Jimmy is an awesome sales person.  He bought a floundering company, worked his sales magic on the customers and in just six years, he was able to break through $8M in revenue.  He is telling his family and friends he will break through the $10M mark this next year.   But the real story, Jimmy is broke.  His payables are stretched out to COD, his bank won’t lend him any more on his line of credit and he is unable to find any other sources of financing.  Jimmy’s invested every free dollar he had to grow revenue; he has invested so much he is showing a slight loss over the last two years.

This isn’t a good strategy.  Growing revenue just to grow revenue is folly; it only crates bigger problems that the business owner has to deal with.

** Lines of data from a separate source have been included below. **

//! Shape and padding algebra.
//!
//! Pure, stateless functions shared by the inference, differentiation, and
//! transposed-convolution paths. [`conv_shape_tuple`] is the single
//! authoritative output-size formula; every other shape computation in the
//! crate stays consistent with it.

use std::str::FromStr;

use crate::error::{ConvError, Result};
use crate::shape::Expr;

/// Symbolic padding mode. Resolved to explicit pairs by
/// [`resolve_padding`] before any descriptor is built; never stored.
#[derive(Debug, Clone, Copy, PartialEq, Eq)]
pub enum PaddingMode {
    /// Output spatial size `ceil(input / stride)`.
    Same,
    /// No padding; the window must fit entirely inside the input.
    Valid,
}

impl FromStr for PaddingMode {
    type Err = ConvError;

    fn from_str(s: &str) -> Result<Self> {
        match s {
            "SAME" => Ok(PaddingMode::Same),
            "VALID" => Ok(PaddingMode::Valid),
            other => Err(ConvError::ConfigurationError(format!(
                "padding mode must be \"SAME\" or \"VALID\", got {other:?}",
            ))),
        }
    }
}

/// Size of one axis after dilation: `(size - 1) * dilation + 1` for positive
/// sizes, 0 for an empty axis.
pub fn dilate_dim(size: isize, dilation: isize) -> isize {
    if size > 0 { (size - 1) * dilation + 1 } else { 0 }
}

/// Per-axis dilation of a (possibly symbolic) spatial shape.
///
/// `max(0, (size - 1) * dilation + 1)` agrees with [`dilate_dim`] on every
/// non-negative size and stays well-formed for symbolic sizes. Dilation 1 is
/// the identity, so that axis passes through without the clamp and a symbolic
/// size stays a plain variable.
pub fn dilate_shape(shape: &[Expr], dilation: &[usize]) -> Vec<Expr> {
    shape
        .iter()
        .zip(dilation)
        .map(|(s, &d)| {
            if d == 1 {
                return s.clone().simplify();
            }
            ((s.clone() - Expr::Int(1)) * Expr::from(d) + Expr::Int(1))
                .max(Expr::zero())
                .simplify()
        })
        .collect()
}

fn dilate_all(spatial: &[isize], dilation: &[usize]) -> Vec<isize> {
    spatial
        .iter()
        .zip(dilation)
        .map(|(&s, &d)| dilate_dim(s, d as isize))
        .collect()
}

/// Resolves a symbolic padding mode to explicit `(low, high)` pairs.
///
/// `window_spatial` is the effective (already dilated) kernel size. For
/// `Same`, the total padding per axis is whatever makes the output size
/// `ceil(input / stride)`, with the odd unit going to the high side.
pub fn resolve_padding(
    in_spatial: &[isize],
    window_spatial: &[isize],
    strides: &[usize],
    mode: PaddingMode,
) -> Vec<(isize, isize)> {
    match mode {
        PaddingMode::Valid => vec![(0, 0); in_spatial.len()],
        PaddingMode::Same => in_spatial
            .iter()
            .zip(window_spatial)
            .zip(strides)
            .map(|((&i, &k), &s)| {
                let s = s as isize;
                let out = (i + s - 1).div_euclid(s);
                let total = ((out - 1) * s + k - i).max(0);
                let lo = total / 2;
                (lo, total - lo)
            })
            .collect(),
    }
}

/// Output shape of a convolution with operands in canonical order
/// `(batch, feature, spatial...)`, already dilated.
///
/// Spatial axis `i` has size `floor((padded_i - window_i) / stride_i) + 1`,
/// clamped to zero; the batch axis shrinks by `batch_group_count`; the
/// feature axis is the kernel's output-feature size.
pub fn conv_shape_tuple(
    lhs: &[Expr],
    rhs: &[Expr],
    strides: &[usize],
    padding: &[(isize, isize)],
    batch_group_count: usize,
) -> Result<Vec<Expr>> {
    if padding.len() != lhs.len() - 2 {
        return Err(ConvError::ShapeMismatch(format!(
            "wrong number of explicit pads for convolution: expected {}, got {}",
            lhs.len() - 2,
            padding.len(),
        )));
    }
    let mut out = Vec::with_capacity(lhs.len());
    out.push((lhs[0].clone() / Expr::from(batch_group_count)).simplify());
    out.push(rhs[0].clone());
    for (i, (&(lo, hi), &stride)) in padding.iter().zip(strides).enumerate() {
        let padded = lhs[2 + i].clone() + Expr::Int(lo + hi);
        let space = (padded - rhs[2 + i].clone()) / Expr::from(stride) + Expr::Int(1);
        out.push(space.max(Expr::zero()).simplify());
    }
    Ok(out)
}

/// Per-axis padding that makes a fractionally-strided convolution the exact
/// shape-inverse of a forward convolution with the given kernel size, stride,
/// and symbolic padding mode.
pub fn transpose_conv_padding(kernel: isize, stride: isize, mode: PaddingMode) -> (isize, isize) {
    let (pad_len, pad_a) = match mode {
        PaddingMode::Same => {
            let pad_len = kernel + stride - 2;
            let pad_a = if stride > kernel - 1 {
                kernel - 1
            } else {
                // ceil(pad_len / 2)
                (pad_len + 1).div_euclid(2)
            };
            (pad_len, pad_a)
        }
        PaddingMode::Valid => {
            let pad_len = kernel + stride - 2 + (kernel - stride).max(0);
            (pad_len, kernel - 1)
        }
    };
    (pad_a, pad_len - pad_a)
}

/// Canonical-order output shape of a fractionally-strided convolution given
/// forward-style parameters and explicit padding pairs.
pub fn transpose_shape_tuple(
    lhs: &[isize],
    rhs: &[isize],
    strides: &[usize],
    padding: &[(isize, isize)],
) -> Vec<isize> {
    let mut out = vec![lhs[0], rhs[0]];
    for (i, (&(lo, hi), &s)) in padding.iter().zip(strides).enumerate() {
        out.push((lhs[2 + i] - 1) * s as isize - rhs[2 + i] + 2 + lo + hi);
    }
    out
}

/// Padding of the convolution that computes the gradient with respect to the
/// input. Entries may be negative, which crops instead of padding.
pub fn vjp_lhs_padding(
    in_spatial: &[isize],
    window_spatial: &[isize],
    window_strides: &[usize],
    out_spatial: &[isize],
    padding: &[(isize, isize)],
    lhs_dilation: &[usize],
    rhs_dilation: &[usize],
) -> Vec<(isize, isize)> {
    let lhs_dilated = dilate_all(in_spatial, lhs_dilation);
    let rhs_dilated = dilate_all(window_spatial, rhs_dilation);
    let out_dilated = dilate_all(out_spatial, window_strides);
    padding
        .iter()
        .enumerate()
        .map(|(i, &(lo, _))| {
            let pad_before = rhs_dilated[i] - lo - 1;
            let pad_after = lhs_dilated[i] + rhs_dilated[i] - 1 - out_dilated[i] - pad_before;
            (pad_before, pad_after)
        })
        .collect()
}

/// Padding of the convolution that computes the gradient with respect to the
/// kernel. The low side is the original low padding; the high side absorbs
/// the difference between the dilated output and input extents.
pub fn vjp_rhs_padding(
    in_spatial: &[isize],
    window_spatial: &[isize],
    window_strides: &[usize],
    out_spatial: &[isize],
    padding: &[(isize, isize)],
    lhs_dilation: &[usize],
    rhs_dilation: &[usize],
) -> Vec<(isize, isize)> {
    if in_spatial.is_empty() {
        // 0-D convolution
        return vec![];
    }
    let lhs_dilated = dilate_all(in_spatial, lhs_dilation);
    let rhs_dilated = dilate_all(window_spatial, rhs_dilation);
    let out_dilated = dilate_all(out_spatial, window_strides);
    padding
        .iter()
        .enumerate()
        .map(|(i, &(lo, _))| {
            let hi = (out_dilated[i] - lhs_dilated[i]) + (rhs_dilated[i] - lo - 1);
            (lo, hi)
        })
        .collect()
}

Jimmy’s life has just gotten very complicated.  This article is about balancing revenue growth and profitability.

This area gets complicated so please stay with me.  Long term revenue growth is more reliant on the health of the balance sheet than about how many more customers will buy the product.  A strong sales team with a healthy balance sheet is very scalable (revenue can grow dramatically).  A strong sales team and a weak balance sheet will immediately dampen sales growth.  A weak sales team with a weak balance sheet – this is the worst combination.  See my booklet on understanding the balance sheet for more information on this subject.

A winning approach:

  • Get familiar with your balance sheet, especially your key ratios:
    • Debt to worth
    • Working capital
    • Current ratio
  • Monitor these key ratios monthly
    • Debt to worth should not be more than 3:1
    • Working capital should be on a upward trend, above zero
    • Current ratio should be at least 1.2:1 ($1.20 in current assets for every dollar in current liabilities)
  • Track the trend of these key balance sheet ratios
  • Develop a forecast where you build in profit for the year
    • Project your revenue, cost of goods, gross profit and overhead/operating expenses by month to get to your net profit number before taxes
    • Set the profit target as a percentage of revenue which should be (based on your industry) between 3% and 20%.
  • Review your profit target every month against your forecast/budget, fine tuning it until you can attain or exceed this target each month and make sure that your key balance sheet ratios are tracking correctly.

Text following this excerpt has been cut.